Henderson, a high-energy ex-Marine who became the chapter’s director a few months ago, said he could use at least 80 trained volunteers scattered throughout the counties of Aroostook, Penobscot, Piscataquis, Washington and part of Waldo. Half would be available to respond to house fires – which account for most of the chapter’s disaster efforts – and to arrange for the emergency food, clothing, shelter and other needs of families suddenly made homeless.
The others would be on hand to set up and staff mass shelters that might be needed in their areas, such as public facilities used throughout Maine during the severe ice storm of 1998.
To understand how far he is from that goal, consider this: Aside from the handful of volunteers working out of the chapter’s branch in Presque Isle, Henderson now has only about eight active volunteers, most of them in Greater Bangor, to serve approximately 177 far-flung Maine towns.
Recent news accounts of the manpower shortage have yielded encouraging results.

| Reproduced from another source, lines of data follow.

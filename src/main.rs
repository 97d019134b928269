use std::io::{self, IsTerminal, Write};
use std::path::{Path, PathBuf};

use anyhow::{Context, Result};
use clap::Parser;

use wasmdis::{
    collapse::DEFAULT_DEAD_MNEMONIC,
    compile::CompileTier,
    decoder::CapstoneDecoder,
    inputs::{InputLayout, LoadedInputs},
    report::{NameFilter, Progress, ReportEmitter, ReportOptions},
    Architecture,
};

/// Name of the report written into the output directory
const REPORT_FILE: &str = "disassembly.txt";

/// Annotated native disassembly of a WebAssembly module compiled by SpiderMonkey.
///
/// INPUT is either a `.wasm` file, which is compiled with the SpiderMonkey
/// shell first, or a prefix `DIR/NAME` where `DIR` already holds
/// `NAME.wasm`, `NAME.bin` and `NAME.segments.json`.
#[derive(Parser, Debug)]
#[command(name = "wasmdis", version, about, long_about = None)]
struct Cli {
    /// Module to compile, or prefix of previously extracted artifacts
    input: PathBuf,

    /// Directory receiving the compiled artifacts and disassembly.txt
    output_dir: PathBuf,

    /// Case-insensitive regex a function name must match to be disassembled
    filter: Option<String>,

    /// Compilation tier used when compiling a module
    #[arg(long, value_enum, default_value_t = CompileTier::Stable)]
    tier: CompileTier,

    /// Architecture of the native code
    #[arg(long, value_enum, default_value_t = Architecture::X86_64)]
    arch: Architecture,

    /// Mnemonic treated as padding and collapsed into "..."
    #[arg(long, default_value = DEFAULT_DEAD_MNEMONIC)]
    dead_mnemonic: String,

    /// Increase log verbosity (-v debug, -vv trace)
    #[arg(short, long, action = clap::ArgAction::Count)]
    verbose: u8,
}

fn init_logging(verbose: u8) {
    let level = match verbose {
        0 => "info",
        1 => "debug",
        _ => "trace",
    };
    env_logger::Builder::from_env(env_logger::Env::default().default_filter_or(level))
        .format_timestamp(None)
        .format_target(false)
        .init();
}

/// In-place progress on a terminal, every fifth segment.
fn show_progress(p: Progress) {
    if p.index % 5 == 0 {
        eprint!("\r {} / {} ...      ", p.index, p.total);
        let _ = io::stderr().flush();
    }
}

fn run(cli: &Cli) -> Result<PathBuf> {
    let filter = cli
        .filter
        .as_deref()
        .filter(|f| !f.trim().is_empty())
        .map(NameFilter::new)
        .transpose()
        .context("invalid function name filter")?;

    let layout = InputLayout::detect(&cli.input)?;
    let artifacts = layout
        .prepare(&cli.output_dir, cli.tier)
        .with_context(|| format!("failed to produce native code for {}", cli.input.display()))?;
    let inputs = LoadedInputs::load(layout.wasm(), &artifacts)?;

    let decoder = CapstoneDecoder::for_architecture(cli.arch)
        .with_context(|| format!("failed to create {} decoder", cli.arch))?;
    let options = ReportOptions {
        dead_mnemonic: cli.dead_mnemonic.clone(),
        ..ReportOptions::default()
    };
    let mut emitter = ReportEmitter::new(&decoder, &inputs.code, &inputs.segments, options)
        .with_module(&inputs.module);
    if let Some(filter) = filter {
        emitter = emitter.with_filter(filter);
    }

    std::fs::create_dir_all(&cli.output_dir)
        .with_context(|| format!("failed to create {}", cli.output_dir.display()))?;
    let output_path = cli.output_dir.join(REPORT_FILE);

    log::info!("performing disassembly");
    write_report(&emitter, &output_path)
        .with_context(|| format!("failed to write {}", output_path.display()))?;

    Ok(output_path)
}

fn write_report(emitter: &ReportEmitter<'_, CapstoneDecoder>, path: &Path) -> Result<()> {
    if !io::stderr().is_terminal() {
        emitter.write_to(path)?;
        return Ok(());
    }

    let mut out = io::BufWriter::new(std::fs::File::create(path)?);
    emitter.emit_with_progress(&mut out, show_progress)?;
    out.flush()?;
    eprint!("\r");
    Ok(())
}

fn main() -> Result<()> {
    let cli = Cli::parse();
    init_logging(cli.verbose);

    let output_path = run(&cli)?;
    println!("Complete. Results written to {}.", output_path.display());
    Ok(())
}
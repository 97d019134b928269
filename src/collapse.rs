//! Collapsing of trap padding.
//!
//! The compiler fills the gaps between functions and unreachable tails with
//! trap instructions. They carry no information, so a run of them is shown
//! as a single elision line.

use crate::Insn;

/// Mnemonic SpiderMonkey uses for x86 padding
pub const DEFAULT_DEAD_MNEMONIC: &str = "hlt";

/// Line written in place of a run of dead instructions
pub const ELISION_MARKER: &str = "...";

/// What to do with one instruction.
#[derive(Debug, Clone, Copy, PartialEq, Eq)]
pub enum Collapsed {
    /// Print the instruction
    Emit,
    /// First of a dead run: print the elision marker instead
    Elide,
    /// Later member of a dead run: print nothing
    Suppress,
}

#[derive(Debug, Clone, Copy, PartialEq, Eq)]
enum State {
    InCode,
    InDeadRun,
}

/// Two-state filter over one function's instructions.
#[derive(Debug, Clone)]
pub struct DeadCodeCollapser<'a> {
    dead_mnemonic: &'a str,
    state: State,
}

impl<'a> DeadCodeCollapser<'a> {
    pub fn new(dead_mnemonic: &'a str) -> Self {
        Self {
            dead_mnemonic,
            state: State::InCode,
        }
    }

    pub fn feed(&mut self, insn: &Insn) -> Collapsed {
        if insn.mnemonic != self.dead_mnemonic {
            self.state = State::InCode;
            return Collapsed::Emit;
        }

        match std::mem::replace(&mut self.state, State::InDeadRun) {
            State::InCode => Collapsed::Elide,
            State::InDeadRun => Collapsed::Suppress,
        }
    }
}

impl Default for DeadCodeCollapser<'_> {
    fn default() -> Self {
        Self::new(DEFAULT_DEAD_MNEMONIC)
    }
}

More than a dozen people have inquired about volunteer positions in the last few days, Henderson said, but many more are needed to administer relief efforts efficiently.
“One of our biggest handicaps is our enormous geographical size,” he said. “This chapter serves the largest Red Cross region east of the Mississippi. That means it takes a couple of hours or more for someone around here to reach families burned out of their homes in Piscataquis or Washington counties.”
Part of the difficulty in recruiting volunteers, Henderson said, is that many people have only a limited understanding of the role of the Red Cross and of the skills necessary to be part of relief work. Some know the Red Cross only as the place to give blood. Others know it only as the familiar emergency medical presence at large-scale natural disasters such as hurricanes, tornadoes, floods and earthquakes.
“Those kinds of disasters seem remote to Maine people, and give them the impression
that you need special medical skills or be highly trained to help, but that’s not true,” Henderson said. “If your only skill is that you are a good organizer, and are willing to take a call early in the morning to arrange emergency aid for people in your area, we can certainly use you.”